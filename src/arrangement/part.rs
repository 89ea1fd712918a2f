// Copyright (c) 2026 Robert L. Snyder, Sierra Vista, AZ
// Licensed under the MIT License. See LICENSE file in the project root for details.

//! Song parts and their measure layout.
//!
//! A part is a named, contiguous run of measures (Intro, Verse, ...).
//! The absolute start/end measures are never edited by hand: they are
//! derived from the ordered list of measure counts by [`layout_parts`].

use serde::{Deserialize, Serialize};

/// A named section of the song spanning a number of measures
#[derive(Debug, Clone, Serialize, Deserialize, PartialEq, Eq)]
pub struct SongPart {
    /// Display name
    pub name: String,
    /// Number of measures in this part
    pub measures: u32,
    /// First absolute measure of the part (1-based)
    #[serde(default)]
    pub start_measure: u32,
    /// Last absolute measure of the part (inclusive)
    #[serde(default)]
    pub end_measure: u32,
}

impl SongPart {
    /// Create a part that has not been laid out yet
    pub fn new(name: impl Into<String>, measures: u32) -> Self {
        Self {
            name: name.into(),
            measures,
            start_measure: 0,
            end_measure: 0,
        }
    }

    /// Get part name
    pub fn name(&self) -> &str {
        &self.name
    }

    /// Get the number of measures
    pub fn measure_count(&self) -> u32 {
        self.measures
    }

    /// Check whether an absolute measure falls inside this part
    pub fn contains(&self, measure: u32) -> bool {
        measure >= self.start_measure && measure <= self.end_measure
    }

    /// Convert an absolute measure to a 1-based measure within this part
    pub fn local_measure(&self, measure: u32) -> u32 {
        measure.saturating_sub(self.start_measure) + 1
    }
}

/// Recompute start/end measures for an ordered list of parts.
///
/// This is a fold over the measure counts: the first part starts at
/// measure 1 and each following part starts right after the previous one
/// ends. The input is never patched in place, so applying the layout to
/// its own output yields the same list.
pub fn layout_parts(parts: &[SongPart]) -> Vec<SongPart> {
    parts
        .iter()
        .scan(0u32, |last_measure, part| {
            let start_measure = last_measure.saturating_add(1);
            let end_measure = last_measure.saturating_add(part.measures);
            *last_measure = end_measure;
            Some(SongPart {
                name: part.name.clone(),
                measures: part.measures,
                start_measure,
                end_measure,
            })
        })
        .collect()
}

/// Sum of the part lengths, wide enough not to overflow
pub fn measure_total(parts: &[SongPart]) -> u64 {
    parts.iter().map(|part| part.measures as u64).sum()
}

/// Check the contiguity invariant without recomputing anything
pub fn is_laid_out(parts: &[SongPart]) -> bool {
    let mut expected_start = 1u64;
    for part in parts {
        let (start, end) = (part.start_measure as u64, part.end_measure as u64);
        if start != expected_start || end + 1 != start + part.measures as u64 {
            return false;
        }
        expected_start = end + 1;
    }
    true
}

/// The structure a fresh profile starts with
pub fn default_song_parts() -> Vec<SongPart> {
    layout_parts(&[
        SongPart::new("Pre-count", 1),
        SongPart::new("Intro", 4),
        SongPart::new("Verse 1", 8),
        SongPart::new("Chorus 1", 8),
        SongPart::new("Verse 2", 8),
        SongPart::new("Chorus 2", 8),
        SongPart::new("Outro", 4),
    ])
}

#[cfg(test)]
mod tests {
    use super::*;

    fn parts(counts: &[(&str, u32)]) -> Vec<SongPart> {
        counts
            .iter()
            .map(|(name, measures)| SongPart::new(*name, *measures))
            .collect()
    }

    #[test]
    fn test_layout_contiguous() {
        let laid = layout_parts(&parts(&[("Intro", 2), ("Verse", 3), ("Outro", 1)]));

        assert_eq!((laid[0].start_measure, laid[0].end_measure), (1, 2));
        assert_eq!((laid[1].start_measure, laid[1].end_measure), (3, 5));
        assert_eq!((laid[2].start_measure, laid[2].end_measure), (6, 6));
        assert!(is_laid_out(&laid));
    }

    #[test]
    fn test_layout_idempotent() {
        let once = layout_parts(&parts(&[("A", 4), ("B", 8), ("C", 1), ("D", 16)]));
        let twice = layout_parts(&once);
        assert_eq!(once, twice);
    }

    #[test]
    fn test_layout_ignores_stale_bounds() {
        let mut stale = parts(&[("Intro", 2), ("Verse", 3)]);
        stale[0].start_measure = 7;
        stale[0].end_measure = 99;
        stale[1].start_measure = 42;
        assert!(!is_laid_out(&stale));

        let laid = layout_parts(&stale);
        assert_eq!(laid, layout_parts(&parts(&[("Intro", 2), ("Verse", 3)])));
    }

    #[test]
    fn test_measure_count_matches_bounds() {
        for part in default_song_parts() {
            assert_eq!(part.end_measure - part.start_measure + 1, part.measure_count());
        }
    }

    #[test]
    fn test_default_structure() {
        let parts = default_song_parts();
        assert_eq!(parts.len(), 7);
        assert_eq!(parts[0].name(), "Pre-count");
        assert_eq!(parts.last().map(|p| p.end_measure), Some(41));
    }

    #[test]
    fn test_local_measure() {
        let laid = layout_parts(&parts(&[("Intro", 2), ("Verse", 3)]));
        assert!(laid[1].contains(3));
        assert!(!laid[1].contains(2));
        assert_eq!(laid[1].local_measure(3), 1);
        assert_eq!(laid[1].local_measure(5), 3);
    }

    #[test]
    fn test_layout_saturates_on_huge_parts() {
        let huge = parts(&[("A", u32::MAX), ("B", 1)]);
        let laid = layout_parts(&huge);

        assert_eq!(laid[0].end_measure, u32::MAX);
        assert_eq!(laid[1].start_measure, u32::MAX);
        assert_eq!(laid[1].end_measure, u32::MAX);
        assert!(!is_laid_out(&laid));
        assert_eq!(measure_total(&huge), u32::MAX as u64 + 1);
    }

    #[test]
    fn test_empty_layout() {
        assert!(layout_parts(&[]).is_empty());
        assert!(is_laid_out(&[]));
    }
}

▶ Exercise prompt
Without changing a word, write out each entry again.

▶ Exercise answer
filename src/arrangement/part.rs
repository 89ea1fd712918a2f
// Copyright (c) 2026 Robert L. Snyder, Sierra Vista, AZ
// Licensed under the MIT License. See LICENSE file in the project root for details.

//! Song parts and their measure layout.
//!
//! A part is a named, contiguous run of measures (Intro, Verse, ...).
//! The absolute start/end measures are never edited by hand: they are
//! derived from the ordered list of measure counts by [`layout_parts`].

use serde::{Deserialize, Serialize};

/// A named section of the song spanning a number of measures
#[derive(Debug, Clone, Serialize, Deserialize, PartialEq, Eq)]
pub struct SongPart {
    /// Display name
    pub name: String,
    /// Number of measures in this part
    pub measures: u32,
    /// First absolute measure of the part (1-based)
    #[serde(default)]
    pub start_measure: u32,
    /// Last absolute measure of the part (inclusive)
    #[serde(default)]
    pub end_measure: u32,
}

impl SongPart {
    /// Create a part that has not been laid out yet
    pub fn new(name: impl Into<String>, measures: u32) -> Self {
        Self {
            name: name.into(),
            measures,
            start_measure: 0,
            end_measure: 0,
        }
    }

    /// Get part name
    pub fn name(&self) -> &str {
        &self.name
    }

    /// Get the number of measures
    pub fn measure_count(&self) -> u32 {
        self.measures
    }

    /// Check whether an absolute measure falls inside this part
    pub fn contains(&self, measure: u32) -> bool {
        measure >= self.start_measure && measure <= self.end_measure
    }

    /// Convert an absolute measure to a 1-based measure within this part
    pub fn local_measure(&self, measure: u32) -> u32 {
        measure.saturating_sub(self.start_measure) + 1
    }
}

/// Recompute start/end measures for an ordered list of parts.
///
/// This is a fold over the measure counts: the first part starts at
/// measure 1 and each following part starts right after the previous one
/// ends. The input is never patched in place, so applying the layout to
/// its own output yields the same list.
pub fn layout_parts(parts: &[SongPart]) -> Vec<SongPart> {
    parts
        .iter()
        .scan(0u32, |last_measure, part| {
            let start_measure = last_measure.saturating_add(1);
            let end_measure = last_measure.saturating_add(part.measures);
            *last_measure = end_measure;
            Some(SongPart {
                name: part.name.clone(),
                measures: part.measures,
                start_measure,
                end_measure,
            })
        })
        .collect()
}

/// Sum of the part lengths, wide enough not to overflow
pub fn measure_total(parts: &[SongPart]) -> u64 {
    parts.iter().map(|part| part.measures as u64).sum()
}

/// Check the contiguity invariant without recomputing anything
pub fn is_laid_out(parts: &[SongPart]) -> bool {
    let mut expected_start = 1u64;
    for part in parts {
        let (start, end) = (part.start_measure as u64, part.end_measure as u64);
        if start != expected_start || end + 1 != start + part.measures as u64 {
            return false;
        }
        expected_start = end + 1;
    }
    true
}

/// The structure a fresh profile starts with
pub fn default_song_parts() -> Vec<SongPart> {
    layout_parts(&[
        SongPart::new("Pre-count", 1),
        SongPart::new("Intro", 4),
        SongPart::new("Verse 1", 8),
        SongPart::new("Chorus 1", 8),
        SongPart::new("Verse 2", 8),
        SongPart::new("Chorus 2", 8),
        SongPart::new("Outro", 4),
    ])
}

#[cfg(test)]
mod tests {
    use super::*;

    fn parts(counts: &[(&str, u32)]) -> Vec<SongPart> {
        counts
            .iter()
            .map(|(name, measures)| SongPart::new(*name, *measures))
            .collect()
    }

    #[test]
    fn test_layout_contiguous() {
        let laid = layout_parts(&parts(&[("Intro", 2), ("Verse", 3), ("Outro", 1)]));

        assert_eq!((laid[0].start_measure, laid[0].end_measure), (1, 2));
        assert_eq!((laid[1].start_measure, laid[1].end_measure), (3, 5));
        assert_eq!((laid[2].start_measure, laid[2].end_measure), (6, 6));
        assert!(is_laid_out(&laid));
    }

    #[test]
    fn test_layout_idempotent() {
        let once = layout_parts(&parts(&[("A", 4), ("B", 8), ("C", 1), ("D", 16)]));
        let twice = layout_parts(&once);
        assert_eq!(once, twice);
    }

    #[test]
    fn test_layout_ignores_stale_bounds() {
        let mut stale = parts(&[("Intro", 2), ("Verse", 3)]);
        stale[0].start_measure = 7;
        stale[0].end_measure = 99;
        stale[1].start_measure = 42;
        assert!(!is_laid_out(&stale));

        let laid = layout_parts(&stale);
        assert_eq!(laid, layout_parts(&parts(&[("Intro", 2), ("Verse", 3)])));
    }

    #[test]
    fn test_measure_count_matches_bounds() {
        for part in default_song_parts() {
            assert_eq!(part.end_measure - part.start_measure + 1, part.measure_count());
        }
    }

    #[test]
    fn test_default_structure() {
        let parts = default_song_parts();
        assert_eq!(parts.len(), 7);
        assert_eq!(parts[0].name(), "Pre-count");
        assert_eq!(parts.last().map(|p| p.end_measure), Some(41));
    }

    #[test]
    fn test_local_measure() {
        let laid = layout_parts(&parts(&[("Intro", 2), ("Verse", 3)]));
        assert!(laid[1].contains(3));
        assert!(!laid[1].contains(2));
        assert_eq!(laid[1].local_measure(3), 1);
        assert_eq!(laid[1].local_measure(5), 3);
    }

    #[test]
    fn test_layout_saturates_on_huge_parts() {
        let huge = parts(&[("A", u32::MAX), ("B", 1)]);
        let laid = layout_parts(&huge);

        assert_eq!(laid[0].end_measure, u32::MAX);
        assert_eq!(laid[1].start_measure, u32::MAX);
        assert_eq!(laid[1].end_measure, u32::MAX);
        assert!(!is_laid_out(&laid));
        assert_eq!(measure_total(&huge), u32::MAX as u64 + 1);
    }

    #[test]
    fn test_empty_layout() {
        assert!(layout_parts(&[]).is_empty());
        assert!(is_laid_out(&[]));
    }
}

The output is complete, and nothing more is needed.